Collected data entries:
----------------------------------------
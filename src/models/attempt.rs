use chrono::{DateTime, Utc};
use serde::{Deserialize, Serialize};
use uuid::Uuid;

/// 作答记录
///
/// 每次提交一条，创建后不可变，由薄弱点分析按需聚合。
#[derive(Debug, Clone, Serialize, Deserialize)]
pub struct AttemptLog {
    /// 记录唯一标识（存储层用 `attempt_id`，`id` 为 SurrealDB 保留字段）
    #[serde(rename = "attempt_id")]
    pub id: String,

    /// 作答用户
    pub user_id: String,

    /// 所属学习计划
    pub plan_id: String,

    /// 题目标识
    pub question_id: String,

    /// 提交的答案
    pub submitted_answer: String,

    /// 是否正确
    pub is_correct: bool,

    /// AI 评判解析
    pub explanation: String,

    /// 薄弱点标签（评判失败或无法归因时为空）
    pub weakness_tag: Option<String>,

    /// 作答时间
    pub solved_at: DateTime<Utc>,
}

impl AttemptLog {
    /// 创建新作答记录
    pub fn new(
        user_id: &str,
        plan_id: &str,
        question_id: &str,
        submitted_answer: &str,
        is_correct: bool,
        explanation: &str,
        weakness_tag: Option<String>,
    ) -> Self {
        Self {
            id: Uuid::new_v4().to_string(),
            user_id: user_id.to_string(),
            plan_id: plan_id.to_string(),
            question_id: question_id.to_string(),
            submitted_answer: submitted_answer.to_string(),
            is_correct,
            explanation: explanation.to_string(),
            weakness_tag: weakness_tag.filter(|t| !t.trim().is_empty()),
            solved_at: Utc::now(),
        }
    }
}

/// 薄弱知识点（派生数据，不持久化）
#[derive(Debug, Clone, Serialize, Deserialize, PartialEq)]
pub struct WeaknessTopic {
    /// 知识点主题
    pub topic: String,
    /// 答错次数
    pub wrong_count: u64,
    /// 错误率（0.0 - 1.0）
    pub error_rate: f64,
}

impl WeaknessTopic {
    /// 按答错次数与总次数计算错误率
    pub fn from_counts(topic: &str, wrong_count: u64, attempts: u64) -> Self {
        let error_rate = if attempts == 0 {
            0.0
        } else {
            wrong_count as f64 / attempts as f64
        };
        Self {
            topic: topic.to_string(),
            wrong_count,
            error_rate,
        }
    }
}

#[cfg(test)]
mod tests {
    use super::*;

    #[test]
    fn test_attempt_log_blank_tag_normalized() {
        let log = AttemptLog::new("u1", "p1", "q1", "42", true, "ok", Some("  ".into()));
        assert!(log.weakness_tag.is_none());

        let log = AttemptLog::new("u1", "p1", "q1", "42", false, "no", Some("fractions".into()));
        assert_eq!(log.weakness_tag.as_deref(), Some("fractions"));
    }

    #[test]
    fn test_weakness_topic_error_rate() {
        let topic = WeaknessTopic::from_counts("fractions", 3, 4);
        assert_eq!(topic.wrong_count, 3);
        assert!((topic.error_rate - 0.75).abs() < f64::EPSILON);

        let empty = WeaknessTopic::from_counts("fractions", 0, 0);
        assert_eq!(empty.error_rate, 0.0);
    }
}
----------------------------------------
Restate the data above word for word.

filename src/models/attempt.rs
use chrono::{DateTime, Utc};
use serde::{Deserialize, Serialize};
use uuid::Uuid;

/// 作答记录
///
/// 每次提交一条，创建后不可变，由薄弱点分析按需聚合。
#[derive(Debug, Clone, Serialize, Deserialize)]
pub struct AttemptLog {
    /// 记录唯一标识（存储层用 `attempt_id`，`id` 为 SurrealDB 保留字段）
    #[serde(rename = "attempt_id")]
    pub id: String,

    /// 作答用户
    pub user_id: String,

    /// 所属学习计划
    pub plan_id: String,

    /// 题目标识
    pub question_id: String,

    /// 提交的答案
    pub submitted_answer: String,

    /// 是否正确
    pub is_correct: bool,

    /// AI 评判解析
    pub explanation: String,

    /// 薄弱点标签（评判失败或无法归因时为空）
    pub weakness_tag: Option<String>,

    /// 作答时间
    pub solved_at: DateTime<Utc>,
}

impl AttemptLog {
    /// 创建新作答记录
    pub fn new(
        user_id: &str,
        plan_id: &str,
        question_id: &str,
        submitted_answer: &str,
        is_correct: bool,
        explanation: &str,
        weakness_tag: Option<String>,
    ) -> Self {
        Self {
            id: Uuid::new_v4().to_string(),
            user_id: user_id.to_string(),
            plan_id: plan_id.to_string(),
            question_id: question_id.to_string(),
            submitted_answer: submitted_answer.to_string(),
            is_correct,
            explanation: explanation.to_string(),
            weakness_tag: weakness_tag.filter(|t| !t.trim().is_empty()),
            solved_at: Utc::now(),
        }
    }
}

/// 薄弱知识点（派生数据，不持久化）
#[derive(Debug, Clone, Serialize, Deserialize, PartialEq)]
pub struct WeaknessTopic {
    /// 知识点主题
    pub topic: String,
    /// 答错次数
    pub wrong_count: u64,
    /// 错误率（0.0 - 1.0）
    pub error_rate: f64,
}

impl WeaknessTopic {
    /// 按答错次数与总次数计算错误率
    pub fn from_counts(topic: &str, wrong_count: u64, attempts: u64) -> Self {
        let error_rate = if attempts == 0 {
            0.0
        } else {
            wrong_count as f64 / attempts as f64
        };
        Self {
            topic: topic.to_string(),
            wrong_count,
            error_rate,
        }
    }
}

#[cfg(test)]
mod tests {
    use super::*;

    #[test]
    fn test_attempt_log_blank_tag_normalized() {
        let log = AttemptLog::new("u1", "p1", "q1", "42", true, "ok", Some("  ".into()));
        assert!(log.weakness_tag.is_none());

        let log = AttemptLog::new("u1", "p1", "q1", "42", false, "no", Some("fractions".into()));
        assert_eq!(log.weakness_tag.as_deref(), Some("fractions"));
    }

    #[test]
    fn test_weakness_topic_error_rate() {
        let topic = WeaknessTopic::from_counts("fractions", 3, 4);
        assert_eq!(topic.wrong_count, 3);
        assert!((topic.error_rate - 0.75).abs() < f64::EPSILON);

        let empty = WeaknessTopic::from_counts("fractions", 0, 0);
        assert_eq!(empty.error_rate, 0.0);
    }
}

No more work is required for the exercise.